Jared Bernstein, a senior fellow at the Center on Budget and Policy Priorities, recently wrote in the New York Times about a new assessment of the United States economy that was published by the International Monetary Fund.
To understand how the recovery is playing out in different people’s lives, you’ve got to ask, just whose fundamentals are improving?
Current growth rates (for GDP) are not fast enough to put much downward pressure on the unemployment rate. When the economy grows at around 2 percent, the unemployment rate tends to stay about where it is as that’s just fast enough growth to balance the flows of people coming into the job market and cycling out of unemployment into work. But it’s not fast enough to really make a big dent in the stock of about 20 million under-employed and unemployed Americans. Moreover, the I.M.F. predicts slower growth (1.9 percent) this year.
There’s a large imbalance between improving labor market conditions and corporate profitability. When the lightly unionized American job market is too slack, as it’s been for years now, low- and middle-wage workers have too little bargaining power to claim much of the growth they’re helping to create. It’s a very different story for large multinationals who can trot the globe seeking profits (and tax shelters). In fact, the compensation share of national income is at a 48-year low, the profit share at an all-time high.
Though a rising stock market benefits some in the broad middle class, mostly through retirement and pension savings, the vast majority of its gains go to the wealthiest Americans --- 80 percent of the value of the market is held by the richest 10 percent of households. It’s actually very simple to describe what’s wrong here: since the recovery began, adjusted for inflation, the Standard & Poor’s 500-stock index is up 57 percent while median household income is down 5 percent.

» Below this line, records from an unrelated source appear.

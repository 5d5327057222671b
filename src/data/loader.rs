use std::fs;
use std::path::{Path, PathBuf};

use thiserror::Error;
use tracing::info;

use crate::engine::{EngineError, validate_questions};
use crate::models::Question;

const BUILTIN_QUESTIONS: &str = include_str!("../../questions.json");

/// Errors raised while loading a question bank.
#[derive(Debug, Error)]
pub enum LoadError {
    #[error("failed to read {}: {source}", .path.display())]
    Io {
        path: PathBuf,
        #[source]
        source: std::io::Error,
    },
    #[error("failed to parse question bank: {0}")]
    Parse(#[from] serde_json::Error),
    #[error("invalid question bank: {0}")]
    Invalid(#[from] EngineError),
}

/// The environmental question bank compiled into the binary.
pub fn builtin_questions() -> Result<Vec<Question>, LoadError> {
    parse_questions(BUILTIN_QUESTIONS)
}

pub fn load_questions_from_json<P: AsRef<Path>>(path: P) -> Result<Vec<Question>, LoadError> {
    let path = path.as_ref();

    let json_content = fs::read_to_string(path).map_err(|source| LoadError::Io {
        path: path.to_path_buf(),
        source,
    })?;

    let questions = parse_questions(&json_content)?;
    info!(path = %path.display(), count = questions.len(), "loaded question bank");
    Ok(questions)
}

pub fn parse_questions(json: &str) -> Result<Vec<Question>, LoadError> {
    let questions: Vec<Question> = serde_json::from_str(json)?;
    validate_questions(&questions)?;
    Ok(questions)
}
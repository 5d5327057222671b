//! Quiz session engine.
//!
//! `SessionState` holds one attempt and its transitions. `QuizEngine` owns the
//! state together with a `Scheduler` that drives the countdown and the reveal
//! delay.

mod error;
mod quiz;
mod scheduler;
mod session;
mod summary;

pub use error::{EngineError, ErrorKind};
pub use quiz::QuizEngine;
pub(crate) use quiz::validate_config;
pub use quiz::validate_questions;
pub use scheduler::{Fired, ManualScheduler, Scheduler, TimerId, TimerKind, TokioScheduler};
pub use session::{Phase, SessionState, Transition};
pub use summary::{AnswerResult, Summary, Tier};
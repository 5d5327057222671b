use ratatui::{
    prelude::*,
    widgets::{Block, Borders, Gauge, Padding, Paragraph, Wrap},
};

use crate::engine::{QuizEngine, Scheduler};
use crate::models::Question;

const OPTION_LABELS: [char; 4] = ['A', 'B', 'C', 'D'];

pub fn render<S: Scheduler>(frame: &mut Frame, area: Rect, engine: &QuizEngine<S>) {
    let chunks = Layout::vertical([
        Constraint::Length(1),
        Constraint::Length(1),
        Constraint::Length(4),
        Constraint::Fill(1),
        Constraint::Length(5),
        Constraint::Length(1),
        Constraint::Length(1),
    ])
    .margin(2)
    .split(area);

    let question = engine.current_question();

    render_header(frame, chunks[0], engine);
    render_progress(frame, chunks[1], engine);
    render_question_text(frame, chunks[2], &question.prompt);
    render_options(frame, chunks[3], question, engine);
    if let Some(correct) = engine.last_answer_correct() {
        render_feedback(frame, chunks[4], question, correct, engine.state().time_remaining());
    }
    render_score(frame, chunks[5], engine);
    render_controls(frame, chunks[6], engine.state().is_revealed());
}

fn render_header<S: Scheduler>(frame: &mut Frame, area: Rect, engine: &QuizEngine<S>) {
    let [left, right] = Layout::horizontal([Constraint::Fill(1), Constraint::Length(12)]).areas(area);

    let counter = format!(
        "Question {} of {}",
        engine.state().current_index() + 1,
        engine.questions().len()
    );
    frame.render_widget(Paragraph::new(counter).fg(Color::DarkGray), left);

    let timer_style = if engine.is_time_low() {
        Style::default().fg(Color::Red).bold()
    } else {
        Style::default().fg(Color::Gray)
    };
    let timer = Paragraph::new(format!("{}s", engine.state().time_remaining()))
        .alignment(Alignment::Right)
        .style(timer_style);
    frame.render_widget(timer, right);
}

fn render_progress<S: Scheduler>(frame: &mut Frame, area: Rect, engine: &QuizEngine<S>) {
    let ratio = engine.state().current_index() as f64 / engine.questions().len() as f64;
    let gauge = Gauge::default()
        .gauge_style(Style::default().fg(Color::Green).bg(Color::Black))
        .ratio(ratio.clamp(0.0, 1.0))
        .label("");
    frame.render_widget(gauge, area);
}

fn render_question_text(frame: &mut Frame, area: Rect, text: &str) {
    let widget = Paragraph::new(text)
        .wrap(Wrap { trim: true })
        .fg(Color::White)
        .bold();
    frame.render_widget(widget, area);
}

fn render_options<S: Scheduler>(
    frame: &mut Frame,
    area: Rect,
    question: &Question,
    engine: &QuizEngine<S>,
) {
    let revealed = engine.state().is_revealed();
    let selected = if revealed {
        engine.state().last_answer().flatten()
    } else {
        engine.state().selected_option()
    };

    let mut lines: Vec<Line> = Vec::with_capacity(question.options.len() * 2);

    for (index, option) in question.options.iter().enumerate() {
        let is_selected = selected == Some(index);
        let (style, marker) = if revealed && index == question.correct_option {
            (Style::default().fg(Color::Green).bold(), "✓")
        } else if revealed && is_selected {
            (Style::default().fg(Color::Red).bold(), "✗")
        } else if is_selected {
            (Style::default().fg(Color::Cyan).bold(), ">")
        } else {
            (Style::default().fg(Color::Gray), " ")
        };

        lines.push(Line::from(vec![
            Span::styled(format!(" {} ", marker), style),
            Span::styled(format!("{}. ", OPTION_LABELS[index]), style),
            Span::styled(option.as_str(), style),
        ]));
        lines.push(Line::from(""));
    }

    frame.render_widget(Paragraph::new(lines), area);
}

fn render_feedback(
    frame: &mut Frame,
    area: Rect,
    question: &Question,
    correct: bool,
    time_remaining: u32,
) {
    let (title, color) = match (correct, time_remaining) {
        (true, _) => ("Correct!", Color::Green),
        (false, 0) => ("Time's up!", Color::Red),
        (false, _) => ("Incorrect", Color::Red),
    };

    let widget = Paragraph::new(question.explanation.as_str())
        .wrap(Wrap { trim: true })
        .fg(Color::Gray)
        .block(
            Block::default()
                .borders(Borders::ALL)
                .border_style(color)
                .title(Span::styled(title, Style::default().fg(color).bold()))
                .padding(Padding::horizontal(1)),
        );
    frame.render_widget(widget, area);
}

fn render_score<S: Scheduler>(frame: &mut Frame, area: Rect, engine: &QuizEngine<S>) {
    let score = format!(
        "Current score: {}/{}",
        engine.score(),
        engine.state().answered_count()
    );
    let widget = Paragraph::new(score)
        .alignment(Alignment::Center)
        .fg(Color::DarkGray);
    frame.render_widget(widget, area);
}

fn render_controls(frame: &mut Frame, area: Rect, revealed: bool) {
    let hint = if revealed {
        "r restart  ·  q quit"
    } else {
        "j/k or 1-4 choose  ·  enter submit  ·  r restart  ·  q quit"
    };
    let widget = Paragraph::new(hint)
        .alignment(Alignment::Center)
        .fg(Color::DarkGray);
    frame.render_widget(widget, area);
}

Our persistent trade deficits have essentially exported demand and jobs for years, often to countries that manage their currencies to maintain a price advantage over us. Policy makers who want to reverse that need to address this currency issue if we are to make serious progress on increasing net exports.
As per the Bureau of Labor Statistics' JOLT report (Job Openings and Labor Turnover Survey) there are 3.8 million job openings for 11.7 million unemployed Americans, and they include full time, part time, permanent, short term and seasonal job openings.

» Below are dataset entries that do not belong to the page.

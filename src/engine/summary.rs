use serde::Serialize;

use crate::models::{OPTION_COUNT, Question};

use super::session::SessionState;

/// Performance band derived from the final score ratio.
#[derive(Debug, Clone, Copy, PartialEq, Eq, Serialize)]
#[serde(rename_all = "snake_case")]
pub enum Tier {
    Excellent,
    Good,
    NeedsImprovement,
}

impl Tier {
    /// Bands: at least 80% is excellent, at least 60% is good. Lower bounds
    /// are inclusive and compared exactly, without floating point.
    pub fn from_score(score: usize, total: usize) -> Self {
        if total == 0 {
            return Tier::NeedsImprovement;
        }
        if score * 5 >= total * 4 {
            Tier::Excellent
        } else if score * 5 >= total * 3 {
            Tier::Good
        } else {
            Tier::NeedsImprovement
        }
    }

    pub fn label(self) -> &'static str {
        match self {
            Tier::Excellent => "excellent",
            Tier::Good => "good",
            Tier::NeedsImprovement => "needs improvement",
        }
    }

    pub fn message(self) -> &'static str {
        match self {
            Tier::Excellent => "Excellent! You're an eco-champion!",
            Tier::Good => "Good job! Keep learning!",
            Tier::NeedsImprovement => "Keep studying and try again!",
        }
    }
}

/// Result for a single finished question.
#[derive(Debug, Clone, PartialEq, Eq, Serialize)]
pub struct AnswerResult {
    pub question_id: u32,
    pub prompt: String,
    pub options: [String; OPTION_COUNT],
    pub your_answer: Option<usize>,
    pub correct_answer: usize,
    pub is_correct: bool,
    pub explanation: String,
}

/// End-of-session report.
#[derive(Debug, Clone, PartialEq, Eq, Serialize)]
pub struct Summary {
    pub score: usize,
    pub total: usize,
    /// Whole-number percentage, rounded half up.
    pub percentage: u32,
    pub tier: Tier,
    pub results: Vec<AnswerResult>,
}

impl Summary {
    pub fn build(state: &SessionState, questions: &[Question]) -> Self {
        let score = state.score();
        let total = questions.len();

        let results = state
            .answer_log()
            .iter()
            .zip(questions.iter())
            .map(|(answer, question)| AnswerResult {
                question_id: question.id,
                prompt: question.prompt.clone(),
                options: question.options.clone(),
                your_answer: *answer,
                correct_answer: question.correct_option,
                is_correct: question.is_correct(*answer),
                explanation: question.explanation.clone(),
            })
            .collect();

        Self {
            score,
            total,
            percentage: percentage(score, total),
            tier: Tier::from_score(score, total),
            results,
        }
    }
}

fn percentage(score: usize, total: usize) -> u32 {
    if total == 0 {
        return 0;
    }
    ((score * 200 + total) / (total * 2)) as u32
}

#[cfg(test)]
mod tests {
    use super::*;

    #[test]
    fn test_tier_bounds_are_inclusive() {
        assert_eq!(Tier::from_score(5, 5), Tier::Excellent);
        assert_eq!(Tier::from_score(4, 5), Tier::Excellent);
        assert_eq!(Tier::from_score(3, 5), Tier::Good);
        assert_eq!(Tier::from_score(2, 5), Tier::NeedsImprovement);
        assert_eq!(Tier::from_score(0, 5), Tier::NeedsImprovement);

        assert_eq!(Tier::from_score(8, 10), Tier::Excellent);
        assert_eq!(Tier::from_score(7, 10), Tier::Good);
        assert_eq!(Tier::from_score(6, 10), Tier::Good);
        assert_eq!(Tier::from_score(5, 10), Tier::NeedsImprovement);
    }

    #[test]
    fn test_tier_text() {
        assert_eq!(Tier::Good.label(), "good");
        assert_eq!(Tier::NeedsImprovement.label(), "needs improvement");
        assert_eq!(Tier::Excellent.message(), "Excellent! You're an eco-champion!");
    }

    #[test]
    fn test_percentage_rounds() {
        assert_eq!(percentage(4, 5), 80);
        assert_eq!(percentage(1, 3), 33);
        assert_eq!(percentage(2, 3), 67);
        assert_eq!(percentage(1, 8), 13);
        assert_eq!(percentage(0, 0), 0);
    }

    #[test]
    fn test_build_summary() {
        let questions: Vec<Question> = (0..2)
            .map(|id| Question {
                id,
                prompt: format!("Q{}", id),
                options: ["a", "b", "c", "d"].map(String::from),
                correct_option: 1,
                explanation: format!("E{}", id),
            })
            .collect();

        let mut state = SessionState::new(30);
        state.select_option(1).unwrap();
        state.submit_answer(&questions[0]).unwrap();
        state.advance(2).unwrap();
        for _ in 0..30 {
            state.tick(&questions[1]).unwrap();
        }
        state.advance(2).unwrap();

        let summary = Summary::build(&state, &questions);
        assert_eq!(summary.score, 1);
        assert_eq!(summary.total, 2);
        assert_eq!(summary.percentage, 50);
        assert_eq!(summary.tier, Tier::NeedsImprovement);
        assert!(summary.results[0].is_correct);
        assert_eq!(summary.results[1].your_answer, None);
        assert_eq!(summary.results[1].explanation, "E1");

        let json = serde_json::to_string(&summary).unwrap();
        assert!(json.contains("\"tier\":\"needs_improvement\""));
    }
}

The report says, "Over the 12 months ending in April 2013, hires totaled 52.0 million and separations totaled 50.2 million, yielding a net employment gain of 1.8 million. These figures include workers who may have been hired and separated more than once during the year." That is a lot of turnover (or churn) in the job market.
As companies hold back on hiring in large numbers, scores of workers are applying to
ManpowerGroup, the temporary-staffing agency, which sends more than 600,000 men and women to factories, call centers, cubicle farms and other work sites (up from around 450,000 two years ago.)

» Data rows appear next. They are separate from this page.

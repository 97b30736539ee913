//! Per-event reconstruction: search, quality cut, refit and bookkeeping.

use st_core::{EventHits, Result, TrackParameter};

use crate::finder::{StageChi2, TrackFinder};
use crate::global_fit::GlobalFitResult;

/// An accepted track.
#[derive(Debug, Clone, PartialEq)]
pub struct AcceptedTrack {
    /// Selected hit index in each plane.
    pub hits: Vec<usize>,
    /// Global fit with the scattering error at the beam momentum.
    pub fit: GlobalFitResult,
    /// Same hits refitted with the scattering error at the fitted momentum.
    pub refit: GlobalFitResult,
    /// Every selected hit is signal.
    pub all_signal: bool,
    /// Number of noise hits among the selected hits.
    pub noise_hits_on_track: usize,
}

/// Classification of one event.
#[derive(Debug, Clone, PartialEq)]
pub enum EventOutcome {
    /// At least one plane recorded no hit; the search was not attempted.
    Inefficient,
    /// No candidate survived, or the best one failed the global cut.
    Rejected {
        /// Best global chi-square, `None` when no candidate reached the global fit.
        chi2: Option<f64>,
        /// Every plane held the particle's own hit.
        hit_complete: bool,
    },
    /// A track was reconstructed.
    Accepted(Box<AcceptedTrack>),
}

impl EventOutcome {
    /// The accepted track, if any.
    pub fn accepted(&self) -> Option<&AcceptedTrack> {
        match self {
            EventOutcome::Accepted(track) => Some(track),
            _ => None,
        }
    }
}

/// Outcome plus search diagnostics.
#[derive(Debug, Clone, PartialEq)]
pub struct EventReconstruction {
    /// Classification.
    pub outcome: EventOutcome,
    /// Filter chi-squares of all-signal partial candidates.
    pub stage_chi2: Vec<StageChi2>,
    /// Combinations that reached the global fit.
    pub n_candidates: usize,
}

/// Reconstruct at most one track in `hits`. Hits of an accepted track are
/// flagged as used.
pub fn reconstruct_event(finder: &TrackFinder, hits: &mut EventHits) -> Result<EventReconstruction> {
    if let Some(plane) = hits.first_empty_plane() {
        tracing::trace!(plane, "no hit in plane");
        return Ok(EventReconstruction {
            outcome: EventOutcome::Inefficient,
            stage_chi2: Vec::new(),
            n_candidates: 0,
        });
    }

    let search = finder.find_best_track(hits)?;
    let best_chi2 = search.best_chi2();
    let stage_chi2 = search.stage_chi2;
    let n_candidates = search.n_candidates;

    let best = match search.best {
        Some(best) if best.fit.chi2 <= finder.global_cut() => best,
        _ => {
            tracing::debug!(chi2 = ?best_chi2, n_candidates, "best track rejected");
            return Ok(EventReconstruction {
                outcome: EventOutcome::Rejected { chi2: best_chi2, hit_complete: hits.is_hit_complete() },
                stage_chi2,
                n_candidates,
            });
        }
    };

    let inv_p = best.fit.state.value(TrackParameter::InvP);
    let refit = finder.refit(hits, &best.hits, inv_p)?;
    let all_signal = hits.all_signal(&best.hits);
    let noise_hits_on_track = hits.noise_count(&best.hits);
    hits.mark_used(&best.hits);

    let track = AcceptedTrack { hits: best.hits, fit: best.fit, refit, all_signal, noise_hits_on_track };
    Ok(EventReconstruction { outcome: EventOutcome::Accepted(Box::new(track)), stage_chi2, n_candidates })
}

#[cfg(test)]
mod tests {
    use super::*;
    use st_core::{Geometry, Hit, RunConfig};

    fn finder() -> TrackFinder {
        let mut cfg = RunConfig::default();
        cfg.physics.mult_scatt_angle = 0.0;
        TrackFinder::new(&cfg).unwrap()
    }

    fn clean_event(finder: &TrackFinder) -> EventHits {
        let g: &Geometry = finder.geometry();
        let bend = finder.physics().bend_angle().tan();
        EventHits::from_planes((0..4).map(|i| vec![Hit::signal(bend * g.bend_lever_arm(i), 0.0)]).collect())
    }

    #[test]
    fn test_empty_plane_is_inefficient() {
        let finder = finder();
        let mut hits = clean_event(&finder);
        hits.planes[2].hits.clear();
        let reco = reconstruct_event(&finder, &mut hits).unwrap();
        assert_eq!(reco.outcome, EventOutcome::Inefficient);
        assert_eq!(reco.n_candidates, 0);
    }

    #[test]
    fn test_clean_event_is_accepted_and_marked() {
        let finder = finder();
        let mut hits = clean_event(&finder);
        let reco = reconstruct_event(&finder, &mut hits).unwrap();
        let track = reco.outcome.accepted().unwrap();
        assert!(track.all_signal);
        assert_eq!(track.noise_hits_on_track, 0);
        assert_eq!(track.hits, vec![0, 0, 0, 0]);
        assert!(hits.planes.iter().all(|p| p.hits[0].used));

        // A second pass finds nothing: the hits are taken.
        let again = reconstruct_event(&finder, &mut hits).unwrap();
        assert!(matches!(again.outcome, EventOutcome::Rejected { chi2: None, hit_complete: true }));
    }

    #[test]
    fn test_bad_global_chi2_is_rejected() {
        let finder = finder();
        let mut hits = clean_event(&finder);
        // y does not enter the filter, only the global fit
        hits.planes[1].hits[0].y += 0.01;
        let reco = reconstruct_event(&finder, &mut hits).unwrap();
        match reco.outcome {
            EventOutcome::Rejected { chi2: Some(chi2), hit_complete } => {
                assert!(chi2 > finder.global_cut());
                assert!(hit_complete);
            }
            other => panic!("expected rejection, got {other:?}"),
        }
        assert!(hits.planes.iter().all(|p| !p.hits[0].used));
    }
}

The CEO and Chairman, Jeffrey A. Joerres, says Europe accounts for about 65% of their revenue. He has a highly informed view of the labor market and currently chairs the board of directors of the Federal Reserve Bank of Chicago. Here's an excerpt from an interview that he recently had with the Wall Street Journal:
WSJ: Companies typically staff up with temps during a recovery and convert them to permanent workers as conditions improve. Are you seeing that pattern now?
Mr. Joerres: In good times, 60% to 70% of our people will receive a full-time offer while on assignment. Right now, it's around 30%, and the tepid economy is driving that. Permanent recruitment is up about 10% on a year-over-year basis in the U.S.
WSJ: What's your general sense of the labor market?
Mr. Joerres: We're getting little spurts of decent labor market numbers, and then it slides back down. It's symptomatic of the way companies are dealing with their environment. They're on hyper alert for any types of changes. So they start to feel demand, but they don't fill in with a lot of hiring.
WSJ: When will things start to change?
Mr. Joerres: In the U.S., we need to get past this summer and into next year, and understand some implications of health-care reform.
WSJ: How will new health-care laws affect ManpowerGroup? Will companies hire temps to avoid offering health insurance?
Mr. Joerres: We see the Affordable Care Act as incrementally positive for us. It's not a game changer, because 100% of the cost is going to get passed through to clients. They're not laying off permanent people and moving that work to us to avoid paying workers' insurance. But I see this business coming to us when customers have their own internal temporary staff, seasonal workers, internship programs, and they don't want to deal with the issues of who's eligible, who's not, and other liabilities.
WSJ: So employers are operating more as "just-in-time" businesses. How does this affect workers?
Mr. Joerres: They have to be more agile too, and that's stressing the labor force. Those who have intellectual curiosity, who keep their skills fresh, do fine. Others adapt, but live with a real sense of anxiety because they're always out of their comfort zone. And others fight it and just want to do the same job. That will be difficult, and some of those people are moving into long-term unemployment, which is something that the U.S. has not really dealt with much.
American workers "just want to do the same job", as if the days of working the same job at the same place for any given period of time are long over. Nowadays, we have to learn to job hop --- scrambling from one place to another, forever searching for a revenue stream to pay for rent and food.